Kane's jaw tightened.

"You set him up," Kane said quietly.

"You pushed Marlo. You created the chaos that killed him."

The Puppeteer nodded once.

"Yes."

No apology.

No hesitation.

"I needed the old regime gone," he continued.

"Needed the board cleared. Needed a leader who wasn't molded by the past but forged by pressure. By loss. By conflict."

Tico growled.

"So you manufactured a war?"

"A small one," the Puppeteer said.

"A necessary one. Every kingdom needs fire before it becomes steel."

He paused, then looked Kane directly in the eyes.

"And you, Kane… you were the fire."

Kane's fingers twitched around his gun.

"You think I'm your weapon?"

"No," the Puppeteer said softly.

"You're my successor."

The room froze.

Even the shadows seemed to stop moving.

Kane blinked once.

"What?"

"You've survived ambushes… betrayals… assassination attempts… war," the Puppeteer explained.

"You've united the streets without even realizing it.

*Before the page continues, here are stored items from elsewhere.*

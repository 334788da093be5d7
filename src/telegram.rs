use std::time::Duration;

use anyhow::{Context, Result};
use serde::Deserialize;
use serde_json::json;
use tracing::debug;

const REQUEST_TIMEOUT: Duration = Duration::from_secs(10);
// Telegram caps messages at 4096 chars; stay under it with margin.
const MAX_MESSAGE_LEN: usize = 4000;

#[derive(Debug, Deserialize)]
struct ApiResponse<T> {
    ok: bool,
    #[serde(default)]
    description: Option<String>,
    result: Option<T>,
}

#[derive(Debug, Deserialize)]
struct FileInfo {
    file_path: Option<String>,
}

/// Thin Telegram Bot API client: send a message, resolve a file id to a
/// download URL. Dispatch failures propagate to the caller.
pub struct TelegramClient {
    client: reqwest::Client,
    token: String,
    api_base: String,
}

impl TelegramClient {
    pub fn new(token: String) -> Self {
        Self {
            client: reqwest::Client::new(),
            token,
            api_base: "https://api.telegram.org".to_string(),
        }
    }

    /// Point the client at a different API base (for testing).
    pub fn with_api_base(mut self, api_base: String) -> Self {
        self.api_base = api_base.trim_end_matches('/').to_string();
        self
    }

    fn method_url(&self, method: &str) -> String {
        format!("{}/bot{}/{method}", self.api_base, self.token)
    }

    /// Send text to a chat, splitting chunks that exceed Telegram's limit.
    pub async fn send_message(&self, chat_id: i64, text: &str) -> Result<()> {
        for chunk in split_message(text, MAX_MESSAGE_LEN) {
            let response = self
                .client
                .post(self.method_url("sendMessage"))
                .timeout(REQUEST_TIMEOUT)
                .json(&json!({"chat_id": chat_id, "text": chunk}))
                .send()
                .await
                .context("Failed to reach Telegram sendMessage")?;

            let status = response.status();
            if !status.is_success() {
                let body = response.text().await.unwrap_or_default();
                anyhow::bail!("Telegram sendMessage error ({status}): {body}");
            }
        }
        debug!(chat_id, "Message dispatched");
        Ok(())
    }

    /// Resolve a file id to a direct download URL.
    pub async fn get_file_url(&self, file_id: &str) -> Result<String> {
        let response = self
            .client
            .post(self.method_url("getFile"))
            .timeout(REQUEST_TIMEOUT)
            .json(&json!({"file_id": file_id}))
            .send()
            .await
            .context("Failed to reach Telegram getFile")?;

        let status = response.status();
        if !status.is_success() {
            let body = response.text().await.unwrap_or_default();
            anyhow::bail!("Telegram getFile error ({status}): {body}");
        }

        let parsed: ApiResponse<FileInfo> = response
            .json()
            .await
            .context("Failed to parse Telegram getFile response")?;
        if !parsed.ok {
            anyhow::bail!(
                "Telegram getFile rejected: {}",
                parsed.description.unwrap_or_default()
            );
        }
        let file_path = parsed
            .result
            .and_then(|f| f.file_path)
            .context("Telegram getFile response missing file_path")?;
        Ok(format!(
            "{}/file/bot{}/{file_path}",
            self.api_base, self.token
        ))
    }
}

/// Split long messages for Telegram's 4096 char limit, preferring newline
/// then space boundaries, never splitting inside a UTF-8 char.
fn split_message(text: &str, max_len: usize) -> Vec<String> {
    if text.len() <= max_len {
        return vec![text.to_string()];
    }

    let mut chunks = Vec::new();
    let mut start = 0;

    while start < text.len() {
        let mut end = (start + max_len).min(text.len());
        // Walk back to a valid UTF-8 char boundary so slicing doesn't panic
        while end > start && !text.is_char_boundary(end) {
            end -= 1;
        }
        let actual_end = if end < text.len() {
            text[start..end]
                .rfind('\n')
                .or_else(|| text[start..end].rfind(' '))
                .map(|pos| start + pos + 1)
                .unwrap_or(end)
        } else {
            end
        };

        chunks.push(text[start..actual_end].to_string());
        start = actual_end;
    }

    chunks
}

#[cfg(test)]
mod tests {
    use super::*;
    use wiremock::matchers::{body_json, method, path};
    use wiremock::{Mock, MockServer, ResponseTemplate};

    #[test]
    fn test_split_message_short_text_is_untouched() {
        assert_eq!(split_message("hello", 10), vec!["hello"]);
    }

    #[test]
    fn test_split_message_prefers_newline_then_space() {
        let text = "first line\nsecond line that goes on";
        let chunks = split_message(text, 15);
        assert_eq!(chunks[0], "first line\n");
        assert_eq!(chunks.concat(), text);
        for chunk in &chunks {
            assert!(chunk.len() <= 15);
        }
    }

    #[test]
    fn test_split_message_respects_utf8_boundaries() {
        let text = "ありがとうございました".repeat(10);
        let chunks = split_message(&text, 25);
        assert_eq!(chunks.concat(), text);
        for chunk in &chunks {
            assert!(chunk.len() <= 25);
        }
    }

    #[tokio::test]
    async fn test_send_message_posts_payload() {
        let server = MockServer::start().await;
        Mock::given(method("POST"))
            .and(path("/bottest-token/sendMessage"))
            .and(body_json(serde_json::json!({"chat_id": -100, "text": "hey"})))
            .respond_with(ResponseTemplate::new(200).set_body_json(
                serde_json::json!({"ok": true, "result": {"message_id": 1}}),
            ))
            .expect(1)
            .mount(&server)
            .await;

        let client =
            TelegramClient::new("test-token".to_string()).with_api_base(server.uri());
        client.send_message(-100, "hey").await.unwrap();
    }

    #[tokio::test]
    async fn test_send_message_splits_long_text() {
        let server = MockServer::start().await;
        Mock::given(method("POST"))
            .and(path("/bottest-token/sendMessage"))
            .respond_with(ResponseTemplate::new(200).set_body_json(
                serde_json::json!({"ok": true, "result": {"message_id": 1}}),
            ))
            .expect(2)
            .mount(&server)
            .await;

        let client =
            TelegramClient::new("test-token".to_string()).with_api_base(server.uri());
        let long = "word ".repeat(1200); // 6000 chars
        client.send_message(-100, &long).await.unwrap();
    }

    #[tokio::test]
    async fn test_send_message_error_propagates() {
        let server = MockServer::start().await;
        Mock::given(method("POST"))
            .respond_with(ResponseTemplate::new(400).set_body_string("bad chat"))
            .mount(&server)
            .await;

        let client =
            TelegramClient::new("test-token".to_string()).with_api_base(server.uri());
        assert!(client.send_message(-100, "hey").await.is_err());
    }

    #[tokio::test]
    async fn test_get_file_url() {
        let server = MockServer::start().await;
        Mock::given(method("POST"))
            .and(path("/bottest-token/getFile"))
            .and(body_json(serde_json::json!({"file_id": "vid-abc"})))
            .respond_with(ResponseTemplate::new(200).set_body_json(serde_json::json!({
                "ok": true,
                "result": {"file_id": "vid-abc", "file_path": "videos/file_1.mp4"}
            })))
            .mount(&server)
            .await;

        let client =
            TelegramClient::new("test-token".to_string()).with_api_base(server.uri());
        let url = client.get_file_url("vid-abc").await.unwrap();
        assert_eq!(
            url,
            format!("{}/file/bottest-token/videos/file_1.mp4", server.uri())
        );
    }
}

People follow you. Fear you. Listen when you speak. You're the first leader Block 45 has had in years with spine… and vision."

Kane shook his head.

"I ain't interested in your crown."

"That's exactly why you deserve it," the Puppeteer said.

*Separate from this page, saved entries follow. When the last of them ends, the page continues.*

use std::sync::Arc;

use axum::body::Bytes;
use axum::extract::State;
use axum::http::{HeaderMap, StatusCode};
use axum::routing::{get, post};
use axum::{Json, Router};
use serde_json::{json, Value};
use tracing::{error, info, Instrument};

use crate::auth::PushTokenVerifier;
use crate::config::Config;
use crate::llm::LlmClient;
use crate::media::VideoPipeline;
use crate::queue::{PushEnvelope, QueuePublisher};
use crate::storage::BotStore;
use crate::telegram::TelegramClient;
use crate::trace::extract_trace_id;
use crate::webhook::{intake, IntakeError, IntakeOutcome};
use crate::worker;

/// Everything the handlers need, constructed once at startup and shared.
#[derive(Clone)]
pub struct AppState {
    pub config: Arc<Config>,
    pub store: BotStore,
    pub llm: Arc<LlmClient>,
    pub telegram: Arc<TelegramClient>,
    pub publisher: Arc<dyn QueuePublisher>,
    pub verifier: Arc<PushTokenVerifier>,
    pub media: Arc<VideoPipeline>,
}

pub fn app(state: AppState) -> Router {
    Router::new()
        .route("/health", get(health))
        .route("/webhook", post(webhook))
        .route("/queue/push", post(queue_push))
        .with_state(state)
}

async fn health() -> Json<Value> {
    Json(json!({"status": "ok"}))
}

/// Stage A endpoint: shared-secret check, then admission and queue handoff.
/// Ignored traffic is still a 200; the platform treats both the same.
async fn webhook(
    State(state): State<AppState>,
    headers: HeaderMap,
    body: Bytes,
) -> (StatusCode, Json<Value>) {
    let secret = headers
        .get("x-telegram-bot-api-secret-token")
        .and_then(|v| v.to_str().ok())
        .unwrap_or("");
    if secret != state.config.webhook_secret {
        return (
            StatusCode::UNAUTHORIZED,
            Json(json!({"error": "unauthorized"})),
        );
    }

    let trace_id = extract_trace_id(&headers);
    let span = tracing::info_span!(
        "webhook",
        trace_id = trace_id.as_deref().unwrap_or_default()
    );
    let result = intake(
        &body,
        trace_id.as_deref(),
        &state.config,
        state.publisher.as_ref(),
    )
    .instrument(span)
    .await;

    match result {
        Ok(IntakeOutcome::Accepted) => (StatusCode::OK, Json(json!({"status": "accepted"}))),
        Ok(IntakeOutcome::Ignored) => (StatusCode::OK, Json(json!({"status": "ignored"}))),
        Err(IntakeError::BadJson) => (
            StatusCode::BAD_REQUEST,
            Json(json!({"error": "invalid_json"})),
        ),
        Err(IntakeError::Publish(e)) => {
            error!("Queue handoff failed: {e:#}");
            (
                StatusCode::INTERNAL_SERVER_ERROR,
                Json(json!({"error": "publish_failed"})),
            )
        }
    }
}

/// Stage B endpoint, driven by the queue's push delivery. Any 5xx here is
/// an instruction to the queue to redeliver later.
async fn queue_push(
    State(state): State<AppState>,
    headers: HeaderMap,
    body: Bytes,
) -> (StatusCode, Json<Value>) {
    if let Err(e) = state.verifier.verify(&headers).await {
        error!("Queue push auth failed: {e:#}");
        return (
            StatusCode::INTERNAL_SERVER_ERROR,
            Json(json!({"error": "unauthorized"})),
        );
    }

    let envelope: PushEnvelope = match serde_json::from_slice(&body) {
        Ok(envelope) => envelope,
        Err(_) => {
            return (
                StatusCode::BAD_REQUEST,
                Json(json!({"error": "invalid_envelope"})),
            )
        }
    };

    let queue_message_id = envelope.message.message_id.clone().unwrap_or_default();
    let trace_id = envelope
        .message
        .attributes
        .get("trace_id")
        .cloned()
        .unwrap_or_default();
    let span = tracing::info_span!("queue_push", queue_message_id, trace_id);

    async {
        let update = match envelope.decode_update() {
            Ok(update) => update,
            Err(e) => {
                // Poison payloads stay errors; dead-lettering is the queue's
                // configuration concern, not ours.
                error!("queue.message.failed: {e:#}");
                return (
                    StatusCode::INTERNAL_SERVER_ERROR,
                    Json(json!({"error": "bad_payload"})),
                );
            }
        };
        info!(
            update_id = update.update_id,
            publish_time = envelope.message.publish_time.as_deref().unwrap_or_default(),
            "queue.message.received"
        );

        match worker::process_update(&state, &update).await {
            Ok(()) => (StatusCode::OK, Json(json!({"status": "ok"}))),
            Err(e) => {
                error!(update_id = update.update_id, "queue.message.failed: {e:#}");
                (
                    StatusCode::INTERNAL_SERVER_ERROR,
                    Json(json!({"error": "processing_failed"})),
                )
            }
        }
    }
    .instrument(span)
    .await
}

"Leadership chooses those who don't chase it."

He paced closer, hands folded behind him.

"The city is changing. A power vacuum is forming. Gangs will rise. Politicians will fall. Old money will start buying territory. Someone must anchor Block 45… or it will be devoured."

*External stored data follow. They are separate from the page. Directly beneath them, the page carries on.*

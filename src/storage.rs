use std::path::Path;
use std::sync::Arc;

use chrono::{DateTime, Utc};
use rusqlite::{Connection, OptionalExtension};
use thiserror::Error;
use tokio::sync::Mutex;
use tracing::info;

use crate::models::StoredMessage;
use crate::runtime::SettingsOverride;

#[derive(Debug, Error)]
pub enum StoreError {
    #[error("storage unavailable: {0}")]
    Unavailable(#[from] rusqlite::Error),
    #[error("corrupt runtime-config document: {0}")]
    BadConfigDocument(#[from] serde_json::Error),
}

pub type StoreResult<T> = Result<T, StoreError>;

/// Thread-safe SQLite store behind the pipeline: dedup markers, per-chat
/// message history, sent replies, and the runtime-config override document.
/// Every operation touches a single row, which is the only atomicity the
/// pipeline relies on.
#[derive(Clone)]
pub struct BotStore {
    conn: Arc<Mutex<Connection>>,
}

impl BotStore {
    /// Open or create the SQLite database at the given path.
    pub fn open(path: &Path) -> StoreResult<Self> {
        let conn = Connection::open(path)?;

        // WAL for better concurrent read behavior; journal_mode PRAGMA
        // returns the resulting mode, so use query_row
        let _: String = conn.query_row("PRAGMA journal_mode=WAL", [], |row| row.get(0))?;

        Self::run_migrations(&conn)?;

        info!("Store initialized at: {}", path.display());
        Ok(Self {
            conn: Arc::new(Mutex::new(conn)),
        })
    }

    /// Open an in-memory database (for testing)
    pub fn open_in_memory() -> StoreResult<Self> {
        let conn = Connection::open_in_memory()?;
        Self::run_migrations(&conn)?;
        Ok(Self {
            conn: Arc::new(Mutex::new(conn)),
        })
    }

    fn run_migrations(conn: &Connection) -> StoreResult<()> {
        conn.execute_batch(
            "
            CREATE TABLE IF NOT EXISTS processed_updates (
                update_id INTEGER PRIMARY KEY,
                processed_at TEXT NOT NULL
            );

            CREATE TABLE IF NOT EXISTS messages (
                chat_id INTEGER NOT NULL,
                message_id INTEGER NOT NULL,
                text TEXT,
                date TEXT NOT NULL,
                user_id INTEGER,
                username TEXT,
                PRIMARY KEY (chat_id, message_id)
            );

            CREATE INDEX IF NOT EXISTS idx_messages_chat_date
                ON messages(chat_id, date DESC);

            CREATE TABLE IF NOT EXISTS replies (
                chat_id INTEGER NOT NULL,
                message_id INTEGER NOT NULL,
                reply_text TEXT NOT NULL,
                date TEXT NOT NULL,
                PRIMARY KEY (chat_id, message_id)
            );

            CREATE INDEX IF NOT EXISTS idx_replies_chat_date
                ON replies(chat_id, date DESC);

            -- Single-row document of operator overrides, as JSON.
            CREATE TABLE IF NOT EXISTS runtime_config (
                id INTEGER PRIMARY KEY CHECK (id = 0),
                overrides TEXT NOT NULL
            );
            ",
        )?;
        Ok(())
    }

    pub async fn has_processed(&self, update_id: i64) -> StoreResult<bool> {
        let conn = self.conn.lock().await;
        let count: i64 = conn.query_row(
            "SELECT count(*) FROM processed_updates WHERE update_id = ?1",
            rusqlite::params![update_id],
            |row| row.get(0),
        )?;
        Ok(count > 0)
    }

    /// Idempotent: re-marking an already processed update is a no-op.
    pub async fn mark_processed(&self, update_id: i64) -> StoreResult<()> {
        let conn = self.conn.lock().await;
        conn.execute(
            "INSERT OR IGNORE INTO processed_updates (update_id, processed_at)
             VALUES (?1, ?2)",
            rusqlite::params![update_id, Utc::now().to_rfc3339()],
        )?;
        Ok(())
    }

    pub async fn append_message(&self, chat_id: i64, record: &StoredMessage) -> StoreResult<()> {
        let conn = self.conn.lock().await;
        conn.execute(
            "INSERT OR REPLACE INTO messages (chat_id, message_id, text, date, user_id, username)
             VALUES (?1, ?2, ?3, ?4, ?5, ?6)",
            rusqlite::params![
                chat_id,
                record.message_id,
                record.text,
                record.date.to_rfc3339(),
                record.user_id,
                record.username,
            ],
        )?;
        Ok(())
    }

    /// Latest `limit` messages for a chat, newest first.
    pub async fn latest_messages(
        &self,
        chat_id: i64,
        limit: usize,
    ) -> StoreResult<Vec<StoredMessage>> {
        let conn = self.conn.lock().await;
        let mut stmt = conn.prepare(
            "SELECT message_id, text, date, user_id, username
             FROM messages
             WHERE chat_id = ?1
             ORDER BY date DESC, message_id DESC
             LIMIT ?2",
        )?;
        let rows = stmt
            .query_map(rusqlite::params![chat_id, limit as i64], |row| {
                let date: String = row.get(2)?;
                Ok(StoredMessage {
                    message_id: row.get(0)?,
                    text: row.get(1)?,
                    date: parse_stored_date(&date)?,
                    user_id: row.get(3)?,
                    username: row.get(4)?,
                })
            })?
            .collect::<Result<Vec<_>, _>>()?;
        Ok(rows)
    }

    pub async fn append_reply(
        &self,
        chat_id: i64,
        message_id: i64,
        reply_text: &str,
    ) -> StoreResult<()> {
        let conn = self.conn.lock().await;
        conn.execute(
            "INSERT OR REPLACE INTO replies (chat_id, message_id, reply_text, date)
             VALUES (?1, ?2, ?3, ?4)",
            rusqlite::params![chat_id, message_id, reply_text, Utc::now().to_rfc3339()],
        )?;
        Ok(())
    }

    /// Timestamp of the most recent reply sent into a chat, if any. Only
    /// "no row" maps to None; a failing read is a storage error.
    pub async fn latest_reply_time(&self, chat_id: i64) -> StoreResult<Option<DateTime<Utc>>> {
        let conn = self.conn.lock().await;
        let date: Option<String> = conn
            .query_row(
                "SELECT date FROM replies WHERE chat_id = ?1
                 ORDER BY date DESC LIMIT 1",
                rusqlite::params![chat_id],
                |row| row.get(0),
            )
            .optional()?;
        Ok(date.map(|d| parse_stored_date(&d)).transpose()?)
    }

    /// Operator overrides document; defaults to the empty override set when
    /// nothing has ever been written. A failing read must propagate: callers
    /// read-merge-write this document, and an error mistaken for "absent"
    /// would wipe the stored overrides on the write-back.
    pub async fn get_overrides(&self) -> StoreResult<SettingsOverride> {
        let conn = self.conn.lock().await;
        let doc: Option<String> = conn
            .query_row(
                "SELECT overrides FROM runtime_config WHERE id = 0",
                [],
                |row| row.get(0),
            )
            .optional()?;
        match doc {
            Some(json) => Ok(serde_json::from_str(&json)?),
            None => Ok(SettingsOverride::default()),
        }
    }

    /// Whole-document write. Callers own the read-merge-write cycle.
    pub async fn put_overrides(&self, overrides: &SettingsOverride) -> StoreResult<()> {
        let json = serde_json::to_string(overrides)?;
        let conn = self.conn.lock().await;
        conn.execute(
            "INSERT INTO runtime_config (id, overrides) VALUES (0, ?1)
             ON CONFLICT(id) DO UPDATE SET overrides = excluded.overrides",
            rusqlite::params![json],
        )?;
        Ok(())
    }

    pub async fn clear_overrides(&self) -> StoreResult<()> {
        let conn = self.conn.lock().await;
        conn.execute("DELETE FROM runtime_config WHERE id = 0", [])?;
        Ok(())
    }
}

/// Stored dates are written by this process as RFC 3339; anything else is a
/// corrupt row and surfaces as a storage error rather than a default.
fn parse_stored_date(raw: &str) -> rusqlite::Result<DateTime<Utc>> {
    DateTime::parse_from_rfc3339(raw)
        .map(|d| d.with_timezone(&Utc))
        .map_err(|e| {
            rusqlite::Error::FromSqlConversionFailure(0, rusqlite::types::Type::Text, Box::new(e))
        })
}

"And you want that someone to be me?" Kane asked.

The Puppeteer nodded.

"Under my guidance, yes."

Kane laughed once dry, sharp, dangerous.

"I don't need a guide."

"You will," the Puppeteer replied.

"Because the war with Marlo? That was nothing. A spark. A training ground."

He leaned in, voice dropping.

"The real enemy… is coming."

Kane kept his face still, but his heart kicked.

"Who?"

The Puppeteer's smile faded.

"Someone bigger than Marlo. Bigger than me. A force that doesn't care about loyalty, community, or survival."

Tico stepped forward.

"What force?"

The Puppeteer took a deep breath.

"The Council.

The men who truly run this city."

Neela's breath caught.

Kane's eyes darkened.

"And what do they want?"

The Puppeteer looked at him with a mixture of regret and something almost like pride.

"They want Block 45 wiped off the map."

Silence hit the room like an explosion.

"So I needed you ready," the Puppeteer continued.

"Hard enough. Sharp enough. Respected enough. Able to lead an army if necessary."

Kane stared at him, realization burning through him.

"You didn't create a war," Kane said slowly.

"You created me."

The Puppeteer nodded.

"Precisely."

Kane raised his gun.

"Well… congratulations.

You succeeded."

The Puppeteer didn't move.

"Good.

Then let's begin the real war."

Kane's finger hovered over the trigger.

But he didn't fire.

Not yet.

Because for the first time…

he didn't know if the man in front of him was his enemy

Or the only reason Block 45 wasn't already buried.